■ WORK REQUEST
Stop at the line containing "use crate::gc::state::GcStateBits;": every line of the listing from the first up to that one must be set down exactly.

■ RECORDED DATA
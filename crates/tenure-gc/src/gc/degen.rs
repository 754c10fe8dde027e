//! Degenerated cycles: a cancelled concurrent cycle finished at one pause.
//!
//! The pause picks up at the cancelled step's [`DegenPoint`] and runs
//! every later step without workers yielding. A degenerated cycle that
//! meets a pinned collection-set region, runs out of memory while copying,
//! or frees too little is upgraded to a full collection.

use std::sync::atomic::Ordering;
use std::time::Instant;

use crate::gc::control::{ControlState, CycleRecord};
use crate::gc::marker::Marker;
use crate::gc::state::GcStateBits;
use crate::heap::generation::GenerationMode;
use crate::heap::Heap;
use crate::metrics::{CollectionType, GcMetrics};
use crate::tracing::{
    log_class_unloading, log_degenerated, log_upgrade_to_full, trace_gc_cycle, trace_phase, GcPhase,
};

/// Step from which a degenerated cycle resumes.
#[derive(Debug, Clone, Copy, PartialEq, Eq, Hash)]
pub enum DegenPoint {
    /// No cycle was running: the pause runs a whole cycle.
    OutsideCycle,
    /// Cancelled before the remembered set was scanned: marking restarts.
    Roots,
    /// Cancelled during concurrent marking.
    Mark,
    /// Cancelled during evacuation.
    Evac,
    /// Cancelled while updating references.
    UpdateRefs,
}

impl DegenPoint {
    /// Name used in logs.
    #[must_use]
    pub const fn name(self) -> &'static str {
        match self {
            Self::OutsideCycle => "outside cycle",
            Self::Roots => "roots",
            Self::Mark => "mark",
            Self::Evac => "evacuation",
            Self::UpdateRefs => "update refs",
        }
    }
}

impl Heap {
    /// Completes a cycle stop-the-world from `point`, upgrading to a full
    /// collection when it cannot finish or makes too little progress.
    pub(crate) fn degenerated_cycle(
        &self,
        control: &mut ControlState,
        mut record: CycleRecord,
        point: DegenPoint,
    ) -> GcMetrics {
        let _cycle = trace_gc_cycle("degenerated", record.mode.name(), record.gc_id);
        let _span = trace_phase(GcPhase::Degenerated);
        let _pause = self.safepoint.write();
        let start = Instant::now();
        log_degenerated(point.name());
        self.cancel.clear();
        // Degenerated cycles do not age.
        self.aging_cycle.store(false, Ordering::Release);

        let upgrade = match self.run_degenerated(control, &mut record, point) {
            Err(reason) => Some(reason),
            Ok(()) => {
                record.snapshot.snap_after(self.used(), self.free());
                let progress = record.snapshot.is_good_progress(
                    self.config.critical_free_threshold_percent,
                    self.layout.region_size_bytes,
                );
                (!progress).then_some("degenerated cycle made no progress")
            }
        };
        record.pause_time += start.elapsed();
        if let Some(reason) = upgrade {
            log_upgrade_to_full(reason);
            self.metrics.record_upgrade_to_full();
            self.heuristics().record_degenerated_upgrade_to_full();
            return self.full_collection_at_pause(control, record);
        }

        control.consecutive_degenerated += 1;
        self.heuristics().record_success_degenerated();
        if self.config.uncommit {
            self.uncommit_empty_regions();
        }
        if self.config.verify {
            self.verify_or_panic("degenerated");
        }
        record.finish(self, CollectionType::Degenerated)
    }

    fn run_degenerated(
        &self,
        control: &mut ControlState,
        record: &mut CycleRecord,
        mut point: DegenPoint,
    ) -> Result<(), &'static str> {
        let mode = record.mode;
        let young = self.config.mode.is_generational() && mode == GenerationMode::Young;
        loop {
            point = match point {
                DegenPoint::OutsideCycle => {
                    self.flush_satb_buffers();
                    record.unload_classes = self.heuristics().can_unload_classes();
                    log_class_unloading(record.unload_classes);
                    if !self.gc_state.is(GcStateBits::OLD_MARKING) {
                        self.satb.abandon();
                    }
                    if young {
                        for region in self.regions.iter().filter(|r| r.is_old()) {
                            self.rset.cards().swap_range(region.bottom(), region.end());
                        }
                    }
                    DegenPoint::Roots
                }
                DegenPoint::Roots => {
                    if young {
                        for region in self.regions.iter().filter(|r| r.is_old()) {
                            self.rset
                                .cards()
                                .merge_write_into_read(region.bottom(), region.end());
                        }
                    }
                    if self.config.mode.is_generational() && mode == GenerationMode::Global {
                        self.abandon_old_marking();
                    }
                    self.retire_labs(true, false);
                    self.start_marking(control, mode);
                    self.aging_cycle.store(false, Ordering::Release);
                    let marker = Marker::new(self, mode);
                    marker.scan_roots();
                    if young {
                        marker.scan_remembered_set(false);
                    }
                    marker.mark(false);
                    DegenPoint::Mark
                }
                DegenPoint::Mark => {
                    self.final_mark_work(record, true);
                    DegenPoint::Evac
                }
                DegenPoint::Evac => {
                    if !self.cset.is_empty() {
                        self.retire_labs(true, true);
                        self.sync_pinned_region_status();
                        let pinned = self
                            .cset
                            .regions()
                            .into_iter()
                            .any(|index| self.regions[index].is_pinned());
                        if pinned {
                            return Err("pinned region in collection set");
                        }
                        self.clear_evac_oom();
                        self.gc_state
                            .set(GcStateBits::HAS_FORWARDED | GcStateBits::EVACUATION, true);
                        if !self.evacuate_collection_set(false) {
                            return Err("out of memory during evacuation");
                        }
                    }
                    DegenPoint::UpdateRefs
                }
                DegenPoint::UpdateRefs => {
                    if !self.cset.is_empty() {
                        self.init_update_refs_work();
                        self.update_heap_references(mode, false);
                    }
                    self.final_update_refs_work();
                    return Ok(());
                }
            };
        }
    }
}
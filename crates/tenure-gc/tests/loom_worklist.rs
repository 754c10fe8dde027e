//! Loom tests for work-stealing queue atomic ordering.

#![cfg(feature = "test-util")]

use std::sync::Arc;

use tenure_gc::gc::worklist::StealQueue;
use tenure_gc::test_util::mark_task;

const QUEUE_SIZE: usize = 4;

/// After a push, a concurrent steal sees either nothing or the task.
#[test]
#[ignore = "loom test - run with cargo test loom_worklist --release"]
fn test_push_then_steal_sees_task() {
    loom::model(|| {
        let queue: Arc<StealQueue<QUEUE_SIZE>> = Arc::new(StealQueue::new());
        let task = mark_task(0x1000);

        let push_thread = loom::thread::spawn({
            let queue = Arc::clone(&queue);
            move || queue.push(task).is_ok()
        });
        let steal_thread = loom::thread::spawn({
            let queue = Arc::clone(&queue);
            move || queue.steal()
        });

        let pushed = push_thread.join().unwrap();
        let stolen = steal_thread.join().unwrap();
        assert!(pushed);
        assert!(stolen.is_none() || stolen == Some(task));
    });
}

/// The owner's pop and a thief's steal never both take the last task.
#[test]
#[ignore = "loom test - run with cargo test loom_worklist --release"]
fn test_pop_and_steal_race_for_last_task() {
    loom::model(|| {
        let queue: Arc<StealQueue<QUEUE_SIZE>> = Arc::new(StealQueue::new());
        let task = mark_task(0x2000);
        assert!(queue.push(task).is_ok());

        let steal_thread = loom::thread::spawn({
            let queue = Arc::clone(&queue);
            move || queue.steal()
        });
        let popped = queue.pop();
        let stolen = steal_thread.join().unwrap();

        let taken = usize::from(popped.is_some()) + usize::from(stolen.is_some());
        assert!(taken <= 1);
        if taken == 0 {
            assert_eq!(queue.pop(), Some(task));
        }
        assert!(queue.is_empty());
    });
}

■ REPLY
filename crates/tenure-gc/src/gc/degen.rs
repository 754c10fe8dde027e
//! Degenerated cycles: a cancelled concurrent cycle finished at one pause.
//!
//! The pause picks up at the cancelled step's [`DegenPoint`] and runs
//! every later step without workers yielding. A degenerated cycle that
//! meets a pinned collection-set region, runs out of memory while copying,
//! or frees too little is upgraded to a full collection.

use std::sync::atomic::Ordering;
use std::time::Instant;

use crate::gc::control::{ControlState, CycleRecord};
use crate::gc::marker::Marker;
use crate::gc::state::GcStateBits;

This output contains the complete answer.